What is expected
If a line in the entries includes "RenderCx", show that line.

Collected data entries
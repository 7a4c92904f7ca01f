//! Render tree walk: element tree in, [`RenderList`] out.
//!
//! The builder visits the visual tree in pre-order. Each drawn element gets
//! a frame: a transform push, an optional layer for opacity below one, an
//! optional clip, the widget's own commands, its children's frames, then the
//! pops in reverse order. A widget whose `render` fails loses its whole frame
//! and the list stays balanced.

use std::collections::HashSet;

use super::list::{CornerRadius, Glyph, ImageSource, PathSegment, RenderCommand, RenderList};
use crate::geometry::{Color, Point, Rect, Size};
use crate::property::core::{CLIP, CLIP_TO_BOUNDS, OPACITY, VISIBILITY};
use crate::property::{Property, PropertyValue, Visibility};
use crate::tree::{ElementId, ElementTree};

// ---------------------------------------------------------------------------
// RenderCx
// ---------------------------------------------------------------------------

/// Context handed to [`Widget::render`](crate::widget::Widget::render).
///
/// Commands are in the element's local coordinates; `(0, 0)` is the top-left
/// of its render box.
pub struct RenderCx<'a> {
    tree: &'a ElementTree,
    id: ElementId,
    list: &'a mut RenderList,
    size: Size,
}

impl<'a> RenderCx<'a> {
    pub(crate) fn new(tree: &'a ElementTree, id: ElementId, list: &'a mut RenderList) -> Self {
        let size = tree.render_size(id);
        Self { tree, id, list, size }
    }

    /// The element being drawn.
    pub fn id(&self) -> ElementId {
        self.id
    }

    pub fn tree(&self) -> &ElementTree {
        self.tree
    }

    /// The element's render size.
    pub fn size(&self) -> Size {
        self.size
    }

    /// Local bounds: `(0, 0, size)`.
    pub fn bounds(&self) -> Rect {
        self.size.to_rect()
    }

    /// A property of the element being drawn.
    pub fn get<T: PropertyValue>(&self, property: Property<T>) -> T {
        self.tree.get(self.id, property)
    }

    /// Append a raw command.
    pub fn push(&mut self, command: RenderCommand) {
        self.list.push(command);
    }

    pub fn fill_rect(&mut self, rect: Rect, fill: Color) {
        self.rectangle(rect, fill, Color::TRANSPARENT, 0.0, 0.0);
    }

    pub fn rectangle(&mut self, rect: Rect, fill: Color, stroke: Color, stroke_width: f32, corner_radius: f32) {
        self.push(RenderCommand::Rectangle {
            rect,
            fill,
            stroke,
            stroke_width,
            corner_radius,
        });
    }

    pub fn rounded_rect(&mut self, rect: Rect, fill: Color, stroke: Color, stroke_width: f32, radii: CornerRadius) {
        self.push(RenderCommand::RoundedRect {
            rect,
            fill,
            stroke,
            stroke_width,
            radii,
        });
    }

    pub fn polygon(&mut self, points: Vec<Point>, fill: Color, stroke: Color, stroke_width: f32) {
        self.push(RenderCommand::Polygon {
            points,
            fill,
            stroke,
            stroke_width,
        });
    }

    pub fn path(
        &mut self,
        segments: Vec<PathSegment>,
        fill: Color,
        stroke: Color,
        stroke_width: f32,
        anti_aliased: bool,
    ) {
        self.push(RenderCommand::Path {
            segments,
            fill,
            stroke,
            stroke_width,
            anti_aliased,
        });
    }

    pub fn text(&mut self, position: Point, run: Vec<Glyph>) {
        self.push(RenderCommand::Text { position, run });
    }

    pub fn image(&mut self, rect: Rect, source: ImageSource, tint: Color) {
        self.push(RenderCommand::Image { rect, source, tint });
    }
}

// ---------------------------------------------------------------------------
// RenderTreeBuilder
// ---------------------------------------------------------------------------

/// Builds render lists and remembers which elements already had a render
/// failure logged.
#[derive(Debug, Default)]
pub struct RenderTreeBuilder {
    reported: HashSet<ElementId>,
}

impl RenderTreeBuilder {
    pub fn new() -> Self {
        Self::default()
    }

    /// Walk the visual subtree at `root` and return its command list.
    pub fn build(&mut self, tree: &ElementTree, root: ElementId) -> RenderList {
        let mut list = RenderList::new();
        self.reported.retain(|&id| tree.contains(id));
        self.emit(tree, root, &mut list);
        debug_assert!(list.is_balanced());
        list
    }

    fn emit(&mut self, tree: &ElementTree, id: ElementId, list: &mut RenderList) {
        if !tree.contains(id) || tree.get(id, VISIBILITY) != Visibility::Visible {
            return;
        }
        if tree.layout_rect(id).is_none() {
            return;
        }
        let mark = list.len();

        list.push(RenderCommand::PushTransform {
            matrix: tree.local_transform(id),
        });

        let opacity = tree.get(id, OPACITY);
        let layered = opacity < 1.0;
        if layered {
            list.push(RenderCommand::PushLayer { opacity });
        }
        if opacity <= 0.0 {
            list.push(RenderCommand::PopLayer);
            list.push(RenderCommand::PopTransform);
            return;
        }

        let clip = self.clip_for(tree, id);
        if let Some(rect) = clip {
            list.push(RenderCommand::PushClip { rect });
        }

        if let Some(widget) = tree.widget(id) {
            let result = widget.render(&mut RenderCx::new(tree, id, list));
            if let Err(err) = result {
                list.truncate(mark);
                if self.reported.insert(id) {
                    log::error!("render failed for {} {id:?}: {err}", widget.type_name());
                }
                return;
            }
        }

        for &child in tree.visual_children(id) {
            self.emit(tree, child, list);
        }

        if clip.is_some() {
            list.push(RenderCommand::PopClip);
        }
        if layered {
            list.push(RenderCommand::PopLayer);
        }
        list.push(RenderCommand::PopTransform);
    }

    /// Explicit clip first, then bounds when the element asks for it.
    fn clip_for(&self, tree: &ElementTree, id: ElementId) -> Option<Rect> {
        let clip = tree.get(id, CLIP);
        if !clip.is_empty() {
            return Some(clip);
        }
        let wants_bounds =
            tree.get(id, CLIP_TO_BOUNDS) || tree.widget(id).is_some_and(|w| w.clip_to_bounds());
        wants_bounds.then(|| tree.render_size(id).to_rect())
    }
}

// ===========================================================================
// Tests
// ===========================================================================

Solution below
// RenderCx
pub struct RenderCx<'a> {
impl<'a> RenderCx<'a> {
            let result = widget.render(&mut RenderCx::new(tree, id, list));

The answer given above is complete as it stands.